My Experience Giving Birth During the COVID-19 Pandemic
So many of you asked me about my experience of delivering Hugo in the middle of the COVID -19 pandemic. I’ve shared my personal experience below, which will hopefully answer some questions that other expecting moms might have during this period. Be sure and let me know if there is anything additional you’d like to know after reading.
Leading up to my delivery, I’ve been attending regular appointments with my doctors, however the Thursday before I went into labor, I decided to cancel my appointment. The news was starting to get more intense and I didn’t feel comfortable about going into the clinic with all the information. If you have something similar happen to you, I’d highly recommend talking to your doctor. My OB wasn’t happy with my decision, but I felt that I needed to do what I felt was best for me at the time.

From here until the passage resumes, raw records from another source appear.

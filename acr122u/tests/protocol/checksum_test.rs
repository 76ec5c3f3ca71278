#[path = "../common/mod.rs"]
mod common;

use acr122u::Uid;
use acr122u::protocol::{check_digit, compute_check_digit};

#[test]
fn check_digit_examples() {
    assert_eq!(check_digit(&[]), 0x00);
    assert_eq!(check_digit(&[0x01, 0x02, 0x03]), 0x00);
    assert_eq!(compute_check_digit(&[0xF0], 0x0F), 0xFF);
}

#[test]
fn check_digit_self_cancels() {
    let atr = common::fixtures::classic_1k_atr();
    let digit = check_digit(&atr);
    assert_eq!(compute_check_digit(&atr, digit), 0x00);
}

#[test]
fn uid_bcc_of_double_size_uid() {
    let uid = Uid::from_bytes(&common::fixtures::sample_uid());
    assert_eq!(uid.bcc0().unwrap(), 0xB0);
    assert_eq!(uid.bcc1().unwrap(), 0x83);
    assert!(uid.verify_bcc(0xB0, 0x83).unwrap());
    assert!(!uid.verify_bcc(0xB0, 0x00).unwrap());
}

#[test]
fn uid_bcc_rejects_single_size_uid() {
    let uid = Uid::from_bytes(&[0x01, 0x02, 0x03, 0x04]);
    assert!(uid.bcc0().is_err());
}
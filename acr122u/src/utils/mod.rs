//! Small helpers shared across the crate: hex rendering for logs and the
//! explicit pause used between card operations.

pub mod hex;
pub mod pause;

pub use hex::*;
pub use pause::*;
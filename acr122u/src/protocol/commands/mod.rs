// acr122u/src/protocol/commands/mod.rs

pub mod card;
pub mod reader;

pub use card::{
    DEFAULT_BLOCK_READ_LEN, KEY_LEN, authenticate, get_uid, load_authentication_key,
    load_authentication_keys, read_binary_block, value_block_operation, value_block_read,
    value_block_restore, write_binary_block,
};
pub use reader::{
    direct_transmit, get_firmware_version, get_picc_operating_parameter,
    led_and_buzzer_control, set_buzzer_activity_on_detection, set_picc_operating_parameter,
    set_timeout_parameter,
};

use crate::types::{BuzzerLink, KeyType, ValueOp};

/// High-level Command enum. New commands should be added here and
/// their encoder placed in `card.rs` (card-facing) or `reader.rs`
/// (reader-facing).
#[derive(Debug, Clone, PartialEq, Eq)]
pub enum Command {
    GetUid,
    LoadAuthenticationKeys {
        key_slot: u8,
        key: [u8; KEY_LEN],
    },
    Authenticate {
        block: u16,
        key_type: KeyType,
        key_slot: u8,
    },
    ReadBinaryBlock {
        block: u16,
        num_bytes: u8,
    },
    WriteBinaryBlock {
        block: u16,
        data: Vec<u8>,
    },
    ValueBlockOperation {
        block: u16,
        op: ValueOp,
        value: [u8; 4],
    },
    ValueBlockRead {
        block: u16,
    },
    ValueBlockRestore {
        src_block: u16,
        dst_block: u16,
    },
    DirectTransmit {
        payload: Vec<u8>,
    },
    LedAndBuzzerControl {
        led_state: u8,
        t1: u8,
        t2: u8,
        repetitions: u8,
        buzzer: BuzzerLink,
    },
    GetFirmwareVersion,
    GetPiccOperatingParameter,
    SetPiccOperatingParameter {
        parameter: u8,
    },
    SetTimeoutParameter {
        timeout: u8,
    },
    SetBuzzerActivityOnDetection {
        enabled: bool,
    },
}

impl Command {
    /// Instruction byte (INS) of the encoded pseudo-APDU.
    pub fn instruction(&self) -> u8 {
        match self {
            Self::GetUid => 0xCA,
            Self::LoadAuthenticationKeys { .. } => 0x82,
            Self::Authenticate { .. } => 0x86,
            Self::ReadBinaryBlock { .. } => 0xB0,
            Self::WriteBinaryBlock { .. } => 0xD6,
            Self::ValueBlockOperation { .. } | Self::ValueBlockRestore { .. } => 0xD7,
            Self::ValueBlockRead { .. } => 0xB1,
            Self::DirectTransmit { .. }
            | Self::LedAndBuzzerControl { .. }
            | Self::GetFirmwareVersion
            | Self::GetPiccOperatingParameter
            | Self::SetPiccOperatingParameter { .. }
            | Self::SetTimeoutParameter { .. }
            | Self::SetBuzzerActivityOnDetection { .. } => 0x00,
        }
    }

    /// Human-readable operation name, used to tag log records.
    pub fn name(&self) -> &'static str {
        match self {
            Self::GetUid => "get-uid",
            Self::LoadAuthenticationKeys { .. } => "load-authentication-keys",
            Self::Authenticate { .. } => "authenticate",
            Self::ReadBinaryBlock { .. } => "read-binary-block",
            Self::WriteBinaryBlock { .. } => "write-binary-block",
            Self::ValueBlockOperation { .. } => "value-block-operation",
            Self::ValueBlockRead { .. } => "value-block-read",
            Self::ValueBlockRestore { .. } => "value-block-restore",
            Self::DirectTransmit { .. } => "direct-transmit",
            Self::LedAndBuzzerControl { .. } => "led-and-buzzer-control",
            Self::GetFirmwareVersion => "get-firmware-version",
            Self::GetPiccOperatingParameter => "get-picc-operating-parameter",
            Self::SetPiccOperatingParameter { .. } => "set-picc-operating-parameter",
            Self::SetTimeoutParameter { .. } => "set-timeout-parameter",
            Self::SetBuzzerActivityOnDetection { .. } => "set-buzzer-activity-on-detection",
        }
    }

    /// Encode the command into its raw pseudo-APDU bytes.
    pub fn encode(&self) -> Vec<u8> {
        match self {
            Self::GetUid => get_uid(),
            Self::LoadAuthenticationKeys { key_slot, key } => {
                load_authentication_key(*key_slot, key)
            }
            Self::Authenticate {
                block,
                key_type,
                key_slot,
            } => authenticate(*block, *key_type, *key_slot),
            Self::ReadBinaryBlock { block, num_bytes } => read_binary_block(*block, *num_bytes),
            Self::WriteBinaryBlock { block, data } => write_binary_block(*block, data),
            Self::ValueBlockOperation { block, op, value } => {
                value_block_operation(*block, *op, *value)
            }
            Self::ValueBlockRead { block } => value_block_read(*block),
            Self::ValueBlockRestore {
                src_block,
                dst_block,
            } => value_block_restore(*src_block, *dst_block),
            Self::DirectTransmit { payload } => direct_transmit(payload),
            Self::LedAndBuzzerControl {
                led_state,
                t1,
                t2,
                repetitions,
                buzzer,
            } => led_and_buzzer_control(*led_state, *t1, *t2, *repetitions, *buzzer),
            Self::GetFirmwareVersion => get_firmware_version(),
            Self::GetPiccOperatingParameter => get_picc_operating_parameter(),
            Self::SetPiccOperatingParameter { parameter } => {
                set_picc_operating_parameter(*parameter)
            }
            Self::SetTimeoutParameter { timeout } => set_timeout_parameter(*timeout),
            Self::SetBuzzerActivityOnDetection { enabled } => {
                set_buzzer_activity_on_detection(*enabled)
            }
        }
    }
}
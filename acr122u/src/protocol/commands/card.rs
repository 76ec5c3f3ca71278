// acr122u/src/protocol/commands/card.rs
//! Card-facing pseudo-APDUs (UID, MIFARE authentication, binary and value
//! blocks). Block numbers wrap to their low byte.

use crate::constants::PSEUDO_APDU_CLASS as CLA;
use crate::types::{KeyType, ValueOp};
use crate::{Error, Result};

/// Bytes read by `read_binary_block` when no length is given.
pub const DEFAULT_BLOCK_READ_LEN: u8 = 16;

/// Length of a MIFARE key.
pub const KEY_LEN: usize = 6;

pub(crate) fn low_byte(v: u16) -> u8 {
    (v & 0xff) as u8
}

/// FF CA 00 00 00
pub fn get_uid() -> Vec<u8> {
    vec![CLA, 0xCA, 0x00, 0x00, 0x00]
}

/// FF 82 00 <slot> 06 <key[0..6]>. Slot is taken modulo 2 and only the
/// first six bytes of `key` are used.
pub fn load_authentication_keys(key_slot: u8, key: &[u8]) -> Result<Vec<u8>> {
    let key: &[u8; KEY_LEN] = key
        .get(..KEY_LEN)
        .and_then(|k| k.try_into().ok())
        .ok_or(Error::InvalidLength {
            expected: KEY_LEN,
            actual: key.len(),
        })?;
    Ok(load_authentication_key(key_slot, key))
}

/// Infallible form of `load_authentication_keys` for an exact key.
pub fn load_authentication_key(key_slot: u8, key: &[u8; KEY_LEN]) -> Vec<u8> {
    let mut buf = vec![CLA, 0x82, 0x00, key_slot % 2, KEY_LEN as u8];
    buf.extend_from_slice(key);
    buf
}

/// FF 86 00 00 05 01 00 <block> <key type> <slot>
pub fn authenticate(block: u16, key_type: KeyType, key_slot: u8) -> Vec<u8> {
    vec![
        CLA,
        0x86,
        0x00,
        0x00,
        0x05,
        0x01,
        0x00,
        low_byte(block),
        key_type as u8,
        key_slot % 2,
    ]
}

/// FF B0 00 <block> <len>
pub fn read_binary_block(block: u16, num_bytes: u8) -> Vec<u8> {
    vec![CLA, 0xB0, 0x00, low_byte(block), num_bytes]
}

/// FF D6 00 <block> <len> <payload>. The length byte wraps for payloads
/// longer than 255 bytes.
pub fn write_binary_block(block: u16, payload: &[u8]) -> Vec<u8> {
    let mut buf = Vec::with_capacity(5 + payload.len());
    buf.extend_from_slice(&[CLA, 0xD6, 0x00, low_byte(block), payload.len() as u8]);
    buf.extend_from_slice(payload);
    buf
}

/// FF D7 00 <block> 05 <op> <value (4 bytes, big endian on the card)>
pub fn value_block_operation(block: u16, op: ValueOp, value: [u8; 4]) -> Vec<u8> {
    let mut buf = vec![CLA, 0xD7, 0x00, low_byte(block), 0x05, op as u8];
    buf.extend_from_slice(&value);
    buf
}

/// FF B1 00 <block> 04
pub fn value_block_read(block: u16) -> Vec<u8> {
    vec![CLA, 0xB1, 0x00, low_byte(block), 0x04]
}

/// FF D7 00 <src> 02 03 <dst>
pub fn value_block_restore(src_block: u16, dst_block: u16) -> Vec<u8> {
    vec![
        CLA,
        0xD7,
        0x00,
        low_byte(src_block),
        0x02,
        0x03,
        low_byte(dst_block),
    ]
}
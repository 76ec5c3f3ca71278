// acr122u/src/device/worker.rs

use std::sync::Arc;

use log::{debug, error, info, warn};
use tokio::sync::mpsc::UnboundedReceiver;

use crate::device::config::ReaderConfig;
use crate::device::connection::Connection;
use crate::device::events::*;
use crate::device::handle::{ExitHandle, TransportHandle};
use crate::device::lifecycle::{Action, Lifecycle};
use crate::protocol::AtrInfo;
use crate::transport::{DiscoveredReader, ReaderEvent, ReaderStatus, ReaderTransport};

/// Drives one reader: consumes its events in order and performs the
/// connect/disconnect calls the lifecycle asks for.
pub(crate) struct ReaderWorker {
    reader: Arc<dyn ReaderTransport>,
    name: String,
    events: UnboundedReceiver<ReaderEvent>,
    config: Arc<ReaderConfig>,
    lifecycle: Lifecycle,
    exit: ExitHandle,
    connection: Option<Connection>,
}

impl ReaderWorker {
    pub(crate) fn new(
        discovered: DiscoveredReader,
        config: Arc<ReaderConfig>,
        transport: TransportHandle,
    ) -> Self {
        let DiscoveredReader { reader, events } = discovered;
        let name = reader.name().to_string();
        let exit = ExitHandle::new(reader.clone(), transport);
        Self {
            reader,
            name,
            events,
            config,
            lifecycle: Lifecycle::new(),
            exit,
            connection: None,
        }
    }

    pub(crate) async fn run(mut self) {
        if self.config.debug_mode {
            debug!("[{}] reader attached", self.name);
        }
        while let Some(event) = self.events.recv().await {
            match event {
                ReaderEvent::Status(status) => self.handle_status(status).await,
                ReaderEvent::Error(error) => {
                    error!("[{}] reader error: {}", self.name, error);
                    self.config
                        .emit(LifecycleEvent::TransportError(TransportErrorEvent {
                            reader: Some(self.name.clone()),
                            error,
                        }));
                }
                ReaderEvent::Ended => break,
            }
        }
        self.finish();
    }

    async fn handle_status(&mut self, status: ReaderStatus) {
        let previous = self.lifecycle.previous_status();
        let action = self.lifecycle.on_status(status.state);
        if self.config.debug_mode {
            debug!(
                "[{}] status {:#06x} -> {:#06x}, state {:?}, action {:?}",
                self.name,
                previous.bits(),
                status.state.bits(),
                self.lifecycle.state(),
                action
            );
        }
        let info = AtrInfo::parse(status.state, &status.atr);
        match action {
            Some(Action::Connect) => self.connect(info).await,
            Some(Action::Disconnect) => self.disconnect(info).await,
            Some(Action::ReportRemoved) => {
                self.config
                    .emit(LifecycleEvent::CardRemoved(CardRemovedEvent {
                        reader: self.name.clone(),
                        status: info.state,
                        info,
                        exit: self.exit.clone(),
                    }))
            }
            None => {}
        }
    }

    async fn connect(&mut self, info: AtrInfo) {
        if info.has_problems() {
            warn!("[{}] ATR problems: {:?}", self.name, info.problems());
        }
        match self.reader.connect(self.config.share_mode).await {
            Ok(protocol) => {
                self.lifecycle.connect_succeeded();
                info!("[{}] card connected ({})", self.name, protocol);
                let connection = Connection::new(
                    self.reader.clone(),
                    protocol,
                    self.config.debug_mode,
                    self.config.default_response_len,
                );
                self.connection = Some(connection.clone());
                self.config.emit(LifecycleEvent::Connect(ConnectEvent {
                    reader: self.name.clone(),
                    status: info.state,
                    info,
                    protocol,
                    connection,
                    exit: self.exit.clone(),
                }));
            }
            Err(error) => {
                self.lifecycle.connect_failed();
                warn!("[{}] connect failed: {}", self.name, error);
                self.config
                    .emit(LifecycleEvent::ConnectError(ConnectErrorEvent {
                        reader: self.name.clone(),
                        error,
                        status: info.state,
                        info,
                        exit: self.exit.clone(),
                    }));
            }
        }
    }

    async fn disconnect(&mut self, info: AtrInfo) {
        self.release_connection();
        let result = self
            .reader
            .disconnect(self.config.removal_disposition)
            .await;
        self.lifecycle.disconnect_finished();
        match result {
            Ok(()) => {
                info!("[{}] card removed", self.name);
                self.config
                    .emit(LifecycleEvent::CardRemoved(CardRemovedEvent {
                        reader: self.name.clone(),
                        status: info.state,
                        info,
                        exit: self.exit.clone(),
                    }));
            }
            Err(error) => {
                warn!("[{}] disconnect failed: {}", self.name, error);
                self.config
                    .emit(LifecycleEvent::CardRemovedError(CardRemovedErrorEvent {
                        reader: self.name.clone(),
                        error,
                        status: info.state,
                        info,
                        exit: self.exit.clone(),
                    }));
            }
        }
    }

    fn release_connection(&mut self) {
        if let Some(connection) = self.connection.take() {
            connection.deactivate();
        }
    }

    fn finish(&mut self) {
        self.release_connection();
        self.lifecycle.end();
        info!("[{}] reader removed", self.name);
        self.config.emit(LifecycleEvent::End(EndEvent {
            reader: self.name.clone(),
        }));
    }
}
// acr122u/src/transport/traits.rs

use std::fmt;
use std::sync::Arc;

use async_trait::async_trait;
use tokio::sync::mpsc::UnboundedReceiver;

use crate::types::{Disposition, Protocol, ShareMode, StatusBits};
use crate::{Error, Result};

/// Reader enumeration and the process-wide notification stream.
///
/// Implementations wrap a PC/SC service (or a mock). The lifecycle only
/// ever talks to the service through this trait and `ReaderTransport`.
#[async_trait]
pub trait Transport: Send + Sync {
    /// Start watching for readers. The stream ends when the transport is
    /// closed.
    async fn watch(&self) -> Result<UnboundedReceiver<TransportEvent>>;

    /// Close the whole transport session.
    async fn close(&self) -> Result<()>;
}

/// One reader exposed by the transport.
#[async_trait]
pub trait ReaderTransport: Send + Sync {
    /// Reader name as reported by the service.
    fn name(&self) -> &str;

    /// Connect to the card in the reader and return the negotiated protocol.
    async fn connect(&self, mode: ShareMode) -> Result<Protocol>;

    /// Release the card, leaving it in the given state.
    async fn disconnect(&self, disposition: Disposition) -> Result<()>;

    /// Send `command` to the card; `response_len` is the receive buffer size.
    async fn transmit(
        &self,
        command: &[u8],
        response_len: usize,
        protocol: Protocol,
    ) -> Result<Vec<u8>>;

    /// Send `command` to the reader itself through `control_code`.
    async fn control(
        &self,
        command: &[u8],
        control_code: u32,
        response_len: usize,
    ) -> Result<Vec<u8>>;

    /// Close the reader session. The reader's event stream ends afterwards.
    async fn close(&self) -> Result<()>;
}

/// Raw status notification: state bits plus the ATR of the card, if any.
#[derive(Debug, Clone, PartialEq, Eq, Default)]
pub struct ReaderStatus {
    pub state: StatusBits,
    pub atr: Vec<u8>,
}

impl ReaderStatus {
    pub fn new(state: StatusBits, atr: impl Into<Vec<u8>>) -> Self {
        Self {
            state,
            atr: atr.into(),
        }
    }
}

/// Per-reader notification, delivered in arrival order.
#[derive(Debug, Clone, PartialEq, Eq)]
pub enum ReaderEvent {
    Status(ReaderStatus),
    /// The reader went away; no further events follow.
    Ended,
    Error(Error),
}

/// Transport-level notification.
#[derive(Debug)]
pub enum TransportEvent {
    ReaderAdded(DiscoveredReader),
    Error(Error),
}

/// A newly attached reader with its own event stream.
pub struct DiscoveredReader {
    pub reader: Arc<dyn ReaderTransport>,
    pub events: UnboundedReceiver<ReaderEvent>,
}

impl DiscoveredReader {
    pub fn new(reader: Arc<dyn ReaderTransport>, events: UnboundedReceiver<ReaderEvent>) -> Self {
        Self { reader, events }
    }
}

impl fmt::Debug for DiscoveredReader {
    fn fmt(&self, f: &mut fmt::Formatter<'_>) -> fmt::Result {
        f.debug_struct("DiscoveredReader")
            .field("reader", &self.reader.name())
            .finish_non_exhaustive()
    }
}
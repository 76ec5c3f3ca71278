// acr122u/src/device/mod.rs

pub mod config;
pub mod connection;
pub mod events;
pub mod handle;
pub mod lifecycle;
pub mod monitor;
mod worker;

pub use config::ReaderConfig;
pub use connection::{Connection, Control, Transmit, next_operation_id};
pub use events::*;
pub use handle::{ExitHandle, TransportHandle};
pub use lifecycle::{Action, Lifecycle, ReaderState};
pub use monitor::{ReaderMonitor, prepare_reader};
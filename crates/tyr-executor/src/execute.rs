//! Execution driver: run a chain of physical operators over a dataset.

use tyr_catalog::Dataset;
use tyr_common::TyrResult;

use crate::context::ExecutionContext;
use crate::physical_plan::PhysicalOperator;

/// Apply `plan` left to right, feeding each operator's output to the next.
pub fn execute_plan(
    ctx: &ExecutionContext<'_>,
    plan: &[PhysicalOperator],
    input: Dataset,
) -> TyrResult<Dataset> {
    let mut current = input;
    for op in plan {
        let rows_in = current.num_rows();
        current = op.execute(ctx, current)?;
        tracing::debug!(
            operator = op.name(),
            rows_in,
            rows_out = current.num_rows(),
            partitions = current.num_partitions(),
            "operator finished"
        );
    }
    Ok(current)
}
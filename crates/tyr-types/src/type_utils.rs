use crate::logical_type::LogicalType;

/// Cost of an implicit cast from `from` to `to`.
/// Returns `None` if no implicit cast is possible.
/// Lower cost = more preferred.
pub fn implicit_cast_cost(from: &LogicalType, to: &LogicalType) -> Option<u32> {
    if from == to {
        return Some(0);
    }

    match (from, to) {
        // Integer widening
        (LogicalType::Int32, LogicalType::Int64) => Some(1),

        // Integer to float
        (from, LogicalType::Float) if from.is_integer() => Some(10),
        (from, LogicalType::Double) if from.is_integer() => Some(10),

        // Float to double
        (LogicalType::Float, LogicalType::Double) => Some(1),

        // Lists cast element-wise.
        (LogicalType::List(a), LogicalType::List(b)) => implicit_cast_cost(a, b),

        _ => None,
    }
}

On the night of delivery, my best friend came over to our apartment to watch Sebastian. We took an Uber to the hospital and once we arrived, I immediately noticed it was eerily quiet all over the hospital. Very few people coming in and out, walking the hallways, etc. Once we walked into the hospital, they handed us both a mask and immediately started asking us questions; have you been outside the country in the last two weeks?, are you experiencing a temperature?, have you been coughing?, etc. We were asked these questions by three separate hospital employees before even getting into the triage waiting area.
From here, we interfaced with one other person before getting into the triage room. In triage, I had two nurses attending me. This experience was similar to the one I had with Sebastian. Both nurses were wearing masks and gloves while treating me. They were very attentive and worked quickly to get us over to the delivery room, where things then seemed to normalize. The only difference from delivery with Sebastian was just how quiet everything was in the hospital. I walked in at 11pm, my nurse said I was her first delivery of her shift and she started at 7pm. That was crazy.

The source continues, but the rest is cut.